Answer with one number only: how many lines in this material contain the word "tests"?

== Data extracts ==
+++++

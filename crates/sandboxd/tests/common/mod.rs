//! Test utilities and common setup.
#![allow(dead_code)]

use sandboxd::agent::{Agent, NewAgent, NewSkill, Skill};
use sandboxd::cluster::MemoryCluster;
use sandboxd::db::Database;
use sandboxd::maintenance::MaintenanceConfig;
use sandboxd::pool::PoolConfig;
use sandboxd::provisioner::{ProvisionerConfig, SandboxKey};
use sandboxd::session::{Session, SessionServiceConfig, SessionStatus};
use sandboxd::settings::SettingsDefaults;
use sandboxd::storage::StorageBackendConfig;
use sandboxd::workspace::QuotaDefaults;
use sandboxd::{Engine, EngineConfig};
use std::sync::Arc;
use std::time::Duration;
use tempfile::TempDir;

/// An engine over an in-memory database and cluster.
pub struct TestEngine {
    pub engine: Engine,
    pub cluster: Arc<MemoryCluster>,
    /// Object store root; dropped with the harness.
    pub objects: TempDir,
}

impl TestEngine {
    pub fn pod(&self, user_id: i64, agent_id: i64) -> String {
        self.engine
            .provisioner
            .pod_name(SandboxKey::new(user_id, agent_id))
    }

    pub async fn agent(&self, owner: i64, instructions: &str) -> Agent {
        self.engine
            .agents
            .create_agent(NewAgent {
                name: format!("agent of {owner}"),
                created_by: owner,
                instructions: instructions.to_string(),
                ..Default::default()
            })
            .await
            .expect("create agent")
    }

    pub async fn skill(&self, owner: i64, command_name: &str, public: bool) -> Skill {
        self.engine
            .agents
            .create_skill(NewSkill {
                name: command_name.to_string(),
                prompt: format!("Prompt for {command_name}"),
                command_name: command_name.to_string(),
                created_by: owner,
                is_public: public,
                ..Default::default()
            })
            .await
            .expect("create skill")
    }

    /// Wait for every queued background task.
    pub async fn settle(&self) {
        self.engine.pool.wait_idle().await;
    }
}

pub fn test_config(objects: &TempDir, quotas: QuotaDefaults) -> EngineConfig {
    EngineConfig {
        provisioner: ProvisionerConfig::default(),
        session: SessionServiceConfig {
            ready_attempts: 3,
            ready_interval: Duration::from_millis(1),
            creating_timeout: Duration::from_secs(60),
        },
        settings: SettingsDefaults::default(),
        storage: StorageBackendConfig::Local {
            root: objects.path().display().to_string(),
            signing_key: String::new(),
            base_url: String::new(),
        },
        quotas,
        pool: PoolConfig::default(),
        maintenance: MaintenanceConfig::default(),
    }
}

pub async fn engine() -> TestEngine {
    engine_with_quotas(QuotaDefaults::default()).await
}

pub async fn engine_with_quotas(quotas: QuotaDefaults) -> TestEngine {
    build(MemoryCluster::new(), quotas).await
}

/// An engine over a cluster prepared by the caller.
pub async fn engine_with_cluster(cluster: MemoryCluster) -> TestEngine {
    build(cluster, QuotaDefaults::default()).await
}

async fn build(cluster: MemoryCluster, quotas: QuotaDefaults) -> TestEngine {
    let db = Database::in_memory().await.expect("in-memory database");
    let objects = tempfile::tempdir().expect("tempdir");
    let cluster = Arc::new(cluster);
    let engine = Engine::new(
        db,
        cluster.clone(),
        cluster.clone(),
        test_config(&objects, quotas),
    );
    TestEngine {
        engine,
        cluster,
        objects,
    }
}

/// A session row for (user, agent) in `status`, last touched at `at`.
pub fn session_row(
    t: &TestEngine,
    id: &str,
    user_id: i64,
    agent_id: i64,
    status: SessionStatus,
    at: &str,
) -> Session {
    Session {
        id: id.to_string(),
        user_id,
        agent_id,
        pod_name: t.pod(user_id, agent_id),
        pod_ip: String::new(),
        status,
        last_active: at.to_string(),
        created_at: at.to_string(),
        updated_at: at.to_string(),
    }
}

+++++

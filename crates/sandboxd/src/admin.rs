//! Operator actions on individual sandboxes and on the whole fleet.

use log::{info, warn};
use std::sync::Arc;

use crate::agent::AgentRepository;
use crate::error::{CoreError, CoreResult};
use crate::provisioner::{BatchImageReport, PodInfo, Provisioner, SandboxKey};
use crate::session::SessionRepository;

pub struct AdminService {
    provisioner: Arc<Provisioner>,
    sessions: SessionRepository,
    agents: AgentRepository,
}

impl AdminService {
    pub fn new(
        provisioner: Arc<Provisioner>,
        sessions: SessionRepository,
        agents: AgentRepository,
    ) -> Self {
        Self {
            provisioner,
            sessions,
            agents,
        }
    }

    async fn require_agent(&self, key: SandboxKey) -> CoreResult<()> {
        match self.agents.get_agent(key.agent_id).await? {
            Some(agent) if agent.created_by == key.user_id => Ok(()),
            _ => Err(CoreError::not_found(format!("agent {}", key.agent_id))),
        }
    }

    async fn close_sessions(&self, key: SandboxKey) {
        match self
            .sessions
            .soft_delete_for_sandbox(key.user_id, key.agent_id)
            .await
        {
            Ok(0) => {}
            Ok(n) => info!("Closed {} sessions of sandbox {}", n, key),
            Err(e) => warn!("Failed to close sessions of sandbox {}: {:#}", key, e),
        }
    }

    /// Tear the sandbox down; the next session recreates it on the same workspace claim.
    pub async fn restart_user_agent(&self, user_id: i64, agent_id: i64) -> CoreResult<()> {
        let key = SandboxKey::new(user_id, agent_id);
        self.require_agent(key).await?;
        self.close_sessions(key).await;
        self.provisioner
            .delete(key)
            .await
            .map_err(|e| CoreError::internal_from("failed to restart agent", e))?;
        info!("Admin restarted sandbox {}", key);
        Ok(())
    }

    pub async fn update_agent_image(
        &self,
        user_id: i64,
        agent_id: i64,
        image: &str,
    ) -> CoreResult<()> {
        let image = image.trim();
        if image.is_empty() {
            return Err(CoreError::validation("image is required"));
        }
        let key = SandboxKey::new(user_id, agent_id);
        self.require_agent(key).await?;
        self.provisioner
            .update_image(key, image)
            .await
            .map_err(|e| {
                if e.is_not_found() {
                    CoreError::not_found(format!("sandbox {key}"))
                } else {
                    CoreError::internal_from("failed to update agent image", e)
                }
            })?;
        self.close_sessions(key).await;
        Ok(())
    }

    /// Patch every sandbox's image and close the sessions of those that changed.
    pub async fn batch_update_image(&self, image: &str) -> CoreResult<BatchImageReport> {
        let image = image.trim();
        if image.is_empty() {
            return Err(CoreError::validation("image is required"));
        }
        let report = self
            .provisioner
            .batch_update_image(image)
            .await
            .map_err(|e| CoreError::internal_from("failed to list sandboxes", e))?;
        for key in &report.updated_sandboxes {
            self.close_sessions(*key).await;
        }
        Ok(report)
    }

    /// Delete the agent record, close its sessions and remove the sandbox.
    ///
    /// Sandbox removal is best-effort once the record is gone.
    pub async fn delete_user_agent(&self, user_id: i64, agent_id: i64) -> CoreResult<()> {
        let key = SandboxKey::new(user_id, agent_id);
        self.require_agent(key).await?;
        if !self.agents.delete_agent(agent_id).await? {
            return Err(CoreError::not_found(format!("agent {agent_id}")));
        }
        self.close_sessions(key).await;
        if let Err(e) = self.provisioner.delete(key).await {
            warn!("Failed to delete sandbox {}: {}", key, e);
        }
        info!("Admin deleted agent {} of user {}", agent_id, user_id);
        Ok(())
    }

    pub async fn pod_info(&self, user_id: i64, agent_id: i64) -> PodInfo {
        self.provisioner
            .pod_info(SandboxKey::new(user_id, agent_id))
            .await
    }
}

+++++

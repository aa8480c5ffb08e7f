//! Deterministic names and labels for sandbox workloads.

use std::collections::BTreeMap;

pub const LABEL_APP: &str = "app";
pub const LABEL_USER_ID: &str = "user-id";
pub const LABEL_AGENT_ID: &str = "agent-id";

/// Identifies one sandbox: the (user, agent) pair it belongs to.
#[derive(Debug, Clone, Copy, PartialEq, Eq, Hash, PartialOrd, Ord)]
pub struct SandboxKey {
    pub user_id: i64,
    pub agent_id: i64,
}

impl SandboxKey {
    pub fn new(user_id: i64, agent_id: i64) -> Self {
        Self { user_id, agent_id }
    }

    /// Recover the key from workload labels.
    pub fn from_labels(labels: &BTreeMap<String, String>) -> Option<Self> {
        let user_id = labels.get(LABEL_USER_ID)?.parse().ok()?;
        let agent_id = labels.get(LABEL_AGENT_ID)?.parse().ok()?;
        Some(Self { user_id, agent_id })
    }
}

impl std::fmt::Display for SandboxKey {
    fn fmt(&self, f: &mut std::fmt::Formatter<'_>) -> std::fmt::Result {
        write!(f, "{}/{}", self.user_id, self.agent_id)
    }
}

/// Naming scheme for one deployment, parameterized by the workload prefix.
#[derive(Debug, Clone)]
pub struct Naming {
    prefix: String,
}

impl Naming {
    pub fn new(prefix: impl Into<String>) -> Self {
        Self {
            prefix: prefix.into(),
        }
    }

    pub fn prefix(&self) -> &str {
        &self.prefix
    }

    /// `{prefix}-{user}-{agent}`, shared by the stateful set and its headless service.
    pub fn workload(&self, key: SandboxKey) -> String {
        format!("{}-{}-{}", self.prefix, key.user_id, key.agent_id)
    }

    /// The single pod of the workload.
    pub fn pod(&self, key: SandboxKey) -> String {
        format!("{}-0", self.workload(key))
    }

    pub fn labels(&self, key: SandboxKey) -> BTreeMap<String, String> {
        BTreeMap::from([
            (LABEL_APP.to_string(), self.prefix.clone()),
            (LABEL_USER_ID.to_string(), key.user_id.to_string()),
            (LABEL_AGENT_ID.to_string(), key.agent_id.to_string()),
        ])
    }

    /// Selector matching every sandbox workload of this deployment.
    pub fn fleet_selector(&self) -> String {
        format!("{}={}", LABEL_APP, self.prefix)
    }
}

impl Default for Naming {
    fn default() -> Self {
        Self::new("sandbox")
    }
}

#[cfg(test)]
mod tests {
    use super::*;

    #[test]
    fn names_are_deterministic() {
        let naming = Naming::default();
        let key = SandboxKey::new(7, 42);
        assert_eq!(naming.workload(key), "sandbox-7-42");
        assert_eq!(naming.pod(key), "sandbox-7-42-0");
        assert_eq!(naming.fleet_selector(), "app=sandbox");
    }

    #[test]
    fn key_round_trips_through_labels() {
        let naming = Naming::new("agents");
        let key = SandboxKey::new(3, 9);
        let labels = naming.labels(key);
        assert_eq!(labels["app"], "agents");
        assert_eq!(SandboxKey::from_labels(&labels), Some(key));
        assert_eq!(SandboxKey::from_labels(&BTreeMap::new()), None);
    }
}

+++++

== Problem solution ==
2